# RIP Snuff....



## Nerys

with huge amounts of sorrow i have to announce the death of Snuff..

as many will know, Snuff was my albino female skunk, the first of the skunks i owned..

I found her dead a few weeks ago, as many of my friends will be aware of via facebook, but this is the first chance i have had to get on here and leave a memorial thread to my baby..

She was fine fit and healthy one night, ate dinner as normal, and shared the same food mix as the other 20 skunks i currently have. There was nothing in the dinner she had not had before, and none of the other skunks showed any signs of problems subsequently

She showed no signs of any illness, no trauma, bed was not messed up, had not been sick, or messed herself, face was calm and peaceful, not bitten her tongue.. (no signs of fitting, seizure for instance) 

she was just not there any more.. she was still warm to the touch, and not stiff.. i did spend a long time trying mouth to mouth.. although in my heart i knew it was too late, by this time it was 4am or so, so i tucked her into my chest and cuddled her till morning

She is on ice for the time being whilst i source a decent pm. it breaks my heart everytime i look at the freezer but there you go..

i was honoured to share her life, and priviledged to be able to share her with so many other people, she literally met thousands of people in her short life

Snuff, i miss you littleone, and always will... 

sleep well sweetheart, and see you in the next life..


----------



## ditta

rest in peace snuff, we are all missing your presense here, our thoughts are with you nerys:flrt:


----------



## Marinam2

I never reply to these but nerys you poor poor thing. Thats so unfair. I hope a PM can give you an answer.

Marina


----------



## BlueRoses

Nerys I am so so sorry to hear your sad news of Snuff 

I met one of your others, (Pro was it?) when you came to my house with snakes some time back. How old was Snuff? The pictures are adorable.


----------



## Philldan

I'm soo sorry Nerys!!

She was a beautiful girl who did wonders to promote the skunky world.... she'll be remembered by many!! :sad:


----------



## angela__k__84

Oh Nerys! My deepest sympathies. She clearly meant the world to you and was an absolutely beautiful girl.
There is not a lot that can be said at times like this.

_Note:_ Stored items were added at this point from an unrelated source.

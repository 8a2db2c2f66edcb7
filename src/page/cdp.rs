//! Chromium over the DevTools protocol.
//!
//! Init scripts use `Page.addScriptToEvaluateOnNewDocument`; bindings use
//! `Runtime.addBinding`, whose calls arrive as `Runtime.bindingCalled` events
//! and are fanned out to one receiver per binding name.

use std::sync::Arc;

use anyhow::Context;
use async_trait::async_trait;
use chromiumoxide::cdp::browser_protocol::page::AddScriptToEvaluateOnNewDocumentParams;
use chromiumoxide::cdp::js_protocol::runtime::{AddBindingParams, EventBindingCalled};
use chromiumoxide::error::CdpError;
use chromiumoxide::{Browser, BrowserConfig, Page};
use futures_util::StreamExt;
use tokio::sync::mpsc;
use tokio::task::JoinHandle;

use super::{BindingReceiver, BridgeCallFailure, PageChannel};
use crate::config::BrowserSettings;

/// Grants media permissions without a prompt.
const FAKE_MEDIA_UI_FLAG: &str = "--use-fake-ui-for-media-stream";

/// Lets audio contexts start without a user gesture.
const AUTOPLAY_FLAG: &str = "--autoplay-policy=no-user-gesture-required";

/// A launched browser with the single page the bridge works in.
pub struct BrowserSession {
    browser: Browser,
    handler: JoinHandle<()>,
    page: Arc<CdpPage>,
}

impl BrowserSession {
    pub async fn launch(settings: &BrowserSettings) -> anyhow::Result<Self> {
        let mut builder = BrowserConfig::builder()
            .arg(FAKE_MEDIA_UI_FLAG)
            .arg(AUTOPLAY_FLAG);
        if !settings.headless {
            builder = builder.with_head();
        }
        if let Some(executable) = &settings.executable {
            builder = builder.chrome_executable(executable);
        }
        if let Some(dir) = &settings.user_data_dir {
            builder = builder.user_data_dir(dir);
        }
        let config = builder
            .build()
            .map_err(|e| anyhow::anyhow!("Invalid browser configuration: {e}"))?;

        let (browser, mut handler) = Browser::launch(config)
            .await
            .context("Failed to launch Chromium")?;

        // The handler must be polled for any CDP traffic to flow.
        let handler = tokio::spawn(async move {
            while let Some(event) = handler.next().await {
                if let Err(e) = event {
                    tracing::debug!(error = %e, "CDP handler error");
                }
            }
            tracing::debug!("CDP handler finished");
        });

        let page = browser
            .new_page("about:blank")
            .await
            .context("Failed to open browser page")?;
        tracing::info!(headless = settings.headless, "Browser launched");

        Ok(Self {
            browser,
            handler,
            page: Arc::new(CdpPage::new(page)),
        })
    }

    pub fn page(&self) -> Arc<CdpPage> {
        Arc::clone(&self.page)
    }

    pub async fn close(mut self) {
        if let Err(e) = self.browser.close().await {
            tracing::warn!(error = %e, "Browser close failed");
        }
        let _ = self.browser.wait().await;
        self.handler.abort();
        tracing::info!("Browser closed");
    }
}

/// [`PageChannel`] over a chromiumoxide page.
#[derive(Clone)]
pub struct CdpPage {
    page: Page,
}

impl CdpPage {
    pub fn new(page: Page) -> Self {
        Self { page }
    }
}

fn classify(err: CdpError) -> BridgeCallFailure {
    match err {
        CdpError::JavascriptException(details) => {
            let message = details
                .exception
                .as_ref()
                .and_then(|e| e.description.clone())
                .unwrap_or_else(|| details.text.clone());
            BridgeCallFailure::from_evaluation_message(message)
        }
        other => BridgeCallFailure::from_transport_message(other.to_string()),
    }
}

#[async_trait]
impl PageChannel for CdpPage {
    async fn add_init_script(&self, source: &str) -> Result<(), BridgeCallFailure> {
        self.page
            .evaluate_on_new_document(AddScriptToEvaluateOnNewDocumentParams::new(source))
            .await
            .map_err(classify)?;
        Ok(())
    }

    async fn expose_binding(&self, name: &str) -> Result<BindingReceiver, BridgeCallFailure> {
        // Listen first so no call between the two requests is missed.
        let mut events = self
            .page
            .event_listener::<EventBindingCalled>()
            .await
            .map_err(classify)?;
        self.page
            .execute(AddBindingParams::new(name))
            .await
            .map_err(classify)?;

        let (tx, rx) = mpsc::unbounded_channel();
        let name = name.to_string();
        tokio::spawn(async move {
            while let Some(event) = events.next().await {
                if event.name != name {
                    continue;
                }
                if tx.send(event.payload.clone()).is_err() {
                    break;
                }
            }
            tracing::debug!(binding = %name, "Binding listener finished");
        });
        Ok(rx)
    }

    async fn evaluate(&self, expression: &str) -> Result<serde_json::Value, BridgeCallFailure> {
        let result = self.page.evaluate(expression).await.map_err(classify)?;
        Ok(result.value().cloned().unwrap_or(serde_json::Value::Null))
    }

    async fn navigate(&self, url: &str) -> Result<(), BridgeCallFailure> {
        self.page.goto(url).await.map_err(classify)?;
        Ok(())
    }
}
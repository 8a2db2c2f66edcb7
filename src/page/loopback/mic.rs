//! Native model of the script's synthetic microphone.
//!
//! Each tick of the audio graph consumes at most one queued chunk and writes
//! its decoded samples into the output block. An empty queue yields a block
//! of silence: the consumer must never see an underrun as end-of-stream.
//! A chunk longer than the block is split and its tail stays at the head of
//! the queue; a shorter one is zero-padded.

use std::collections::VecDeque;

use crate::audio::AudioChunk;

/// What a single [`SyntheticMic::process`] call wrote.
#[derive(Debug, Clone, Copy, PartialEq, Eq)]
pub enum BlockFill {
    Silence,
    /// Samples copied from the head chunk; the rest of the block is zero.
    Audio { samples: usize },
}

#[derive(Debug)]
pub struct SyntheticMic {
    queue: VecDeque<AudioChunk>,
    /// Undelivered tail of a chunk that did not fit in one block.
    remainder: Vec<f32>,
    undecodable: u64,
}

impl Default for SyntheticMic {
    fn default() -> Self {
        Self::new()
    }
}

impl SyntheticMic {
    pub fn new() -> Self {
        Self {
            queue: VecDeque::new(),
            remainder: Vec::new(),
            undecodable: 0,
        }
    }

    pub fn enqueue(&mut self, chunk: AudioChunk) {
        self.queue.push_back(chunk);
    }

    /// Chunks (plus any split remainder) still waiting to be played.
    pub fn pending(&self) -> usize {
        self.queue.len() + usize::from(!self.remainder.is_empty())
    }

    pub fn undecodable(&self) -> u64 {
        self.undecodable
    }

    pub fn clear(&mut self) {
        self.queue.clear();
        self.remainder.clear();
    }

    /// Fill one output block. Never blocks and never fails.
    pub fn process(&mut self, output: &mut [f32]) -> BlockFill {
        let samples = if self.remainder.is_empty() {
            match self.next_decodable() {
                Some(samples) => samples,
                None => {
                    output.fill(0.0);
                    return BlockFill::Silence;
                }
            }
        } else {
            std::mem::take(&mut self.remainder)
        };

        let n = samples.len().min(output.len());
        output[..n].copy_from_slice(&samples[..n]);
        output[n..].fill(0.0);
        if samples.len() > n {
            self.remainder = samples[n..].to_vec();
        }
        BlockFill::Audio { samples: n }
    }

    fn next_decodable(&mut self) -> Option<Vec<f32>> {
        while let Some(chunk) = self.queue.pop_front() {
            match chunk.to_float_samples() {
                Ok(samples) => return Some(samples),
                Err(e) => {
                    self.undecodable += 1;
                    tracing::warn!(error = %e, "Dropping undecodable playback chunk");
                }
            }
        }
        None
    }
}

#[cfg(test)]
mod tests {
    use super::*;
    use crate::audio::{pcm16_to_float, BLOCK_SIZE};

    fn chunk_of(value: i16, len: usize) -> AudioChunk {
        AudioChunk::from_samples(&vec![value; len])
    }

    #[test]
    fn empty_queue_emits_silence() {
        let mut mic = SyntheticMic::new();
        let mut block = vec![0.7f32; BLOCK_SIZE];
        assert_eq!(mic.process(&mut block), BlockFill::Silence);
        assert!(block.iter().all(|&s| s == 0.0));
    }

    #[test]
    fn one_chunk_per_call_in_push_order() {
        let mut mic = SyntheticMic::new();
        for v in [1000i16, 2000, 3000] {
            mic.enqueue(chunk_of(v, BLOCK_SIZE));
        }
        let mut block = vec![0.0f32; BLOCK_SIZE];
        for v in [1000i16, 2000, 3000] {
            assert_eq!(
                mic.process(&mut block),
                BlockFill::Audio {
                    samples: BLOCK_SIZE
                }
            );
            assert_eq!(block[0], pcm16_to_float(v));
            assert_eq!(block[BLOCK_SIZE - 1], pcm16_to_float(v));
        }
        assert_eq!(mic.process(&mut block), BlockFill::Silence);
    }

    #[test]
    fn silence_interleaves_with_sparse_pushes() {
        let mut mic = SyntheticMic::new();
        let mut block = vec![0.0f32; BLOCK_SIZE];
        let mut fills = Vec::new();

        fills.push(mic.process(&mut block));
        mic.enqueue(chunk_of(5, 10));
        fills.push(mic.process(&mut block));
        fills.push(mic.process(&mut block));

        assert_eq!(
            fills,
            vec![
                BlockFill::Silence,
                BlockFill::Audio { samples: 10 },
                BlockFill::Silence
            ]
        );
    }

    #[test]
    fn short_chunk_is_zero_padded() {
        let mut mic = SyntheticMic::new();
        mic.enqueue(chunk_of(16384, 3));
        let mut block = vec![0.9f32; 8];
        mic.process(&mut block);
        assert!(block[..3].iter().all(|&s| s > 0.49));
        assert!(block[3..].iter().all(|&s| s == 0.0));
    }

    #[test]
    fn long_chunk_is_split_across_ticks() {
        let mut mic = SyntheticMic::new();
        mic.enqueue(chunk_of(100, BLOCK_SIZE + 10));
        mic.enqueue(chunk_of(200, 4));
        let mut block = vec![0.0f32; BLOCK_SIZE];

        assert_eq!(
            mic.process(&mut block),
            BlockFill::Audio {
                samples: BLOCK_SIZE
            }
        );
        assert_eq!(mic.pending(), 2);
        assert_eq!(mic.process(&mut block), BlockFill::Audio { samples: 10 });
        assert_eq!(block[0], pcm16_to_float(100));
        assert_eq!(mic.process(&mut block), BlockFill::Audio { samples: 4 });
        assert_eq!(block[0], pcm16_to_float(200));
    }

    #[test]
    fn undecodable_chunk_is_skipped() {
        let mut mic = SyntheticMic::new();
        mic.enqueue(AudioChunk::from_base64_unchecked("%%%"));
        mic.enqueue(chunk_of(7, 2));
        let mut block = vec![0.0f32; 4];
        assert_eq!(mic.process(&mut block), BlockFill::Audio { samples: 2 });
        assert_eq!(mic.undecodable(), 1);
    }
}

She will always be with you in your memories.
Best wishes.


----------



## Marcia

I'm so sorry for your loss 

Sleep well Snuff


----------



## carlycharlie

Sorry to hear the sad news Nerys.

RIP Snuff.


----------



## Emmaj

Rip Snuff 

(((hugs))) to you nerys 

I will never forget that phone call i got from you and we both sat and sobbed 

she will be missed by many people especially the people who were lucky enough to meet this wonderful girl and have a snuff snuggle 

Sweet Dreams Snuff :flrt::flrt:


----------



## marthaMoo

I'm so very sorry ((hugs))

She was indeed a very beautiful girl <3

Sweet dreams Snuff


----------



## wohic

Rest In Peace Snuff 
I know its already been said on facebook but I will reiterate...... 


so very sorry Nerys


----------



## kodakira

Hi Nerys

So sorry to hear this sad news.

Our best wishes to you

Neil & Debra


----------



## purpleskyes

Really sorry to hear about Snuff Nerys I hope you find out what happened to her. Did you keep any of the baby skunks she had at least they have a little bit of snuff in them 

xx


----------



## pixie_bex

This made me cry a lil :blush: Cant imagine how heartbroken you must be hun xxx

Sweetdreams Snuff xxxxxx


----------



## Fixx

Nerys, we have had our 'moments' but my heart goes out to you and you have my deepest condolences, I am so sorry to hear this.


----------



## ami_j

RIP Snuff, she was the skunk that got me wanting one one day


----------



## taraliz

Oh Nerys I am so so sorry for your loss. I cant imagine what you are going through right now. She was stunning, absolutly stunning. I hope you find some comfort in your other babies. So sorry
Tara
xxxx


----------



## Moshpitviper

Really terrible news Nerys, you know where i am if you need a chat. sleep well snuffington skunkle the 1st.


----------



## Ratatouille

So sorry, she was beautiful.

RIP Snuff


----------



## Steve L

Oh nooo what a shame ..so sorry to here this hun 

R.I.P


----------



## SWMorelia

This is the first I heard of this Nerys.....
I'm so sorry and my heart goes out to you...
I feel really down after reading that....
RIP Snuff...
Take care hun............


----------



## Molly75

Aww Nerys so sorry to hear that RIP Snuff 
I remember when you first brought her to ERAC show few years back 
take care hun Paula x


----------



## Diamond Dragons

R.i.p


----------



## rachel132002

Hey N,

Long time no speak, tried to fbook you a few times but no response...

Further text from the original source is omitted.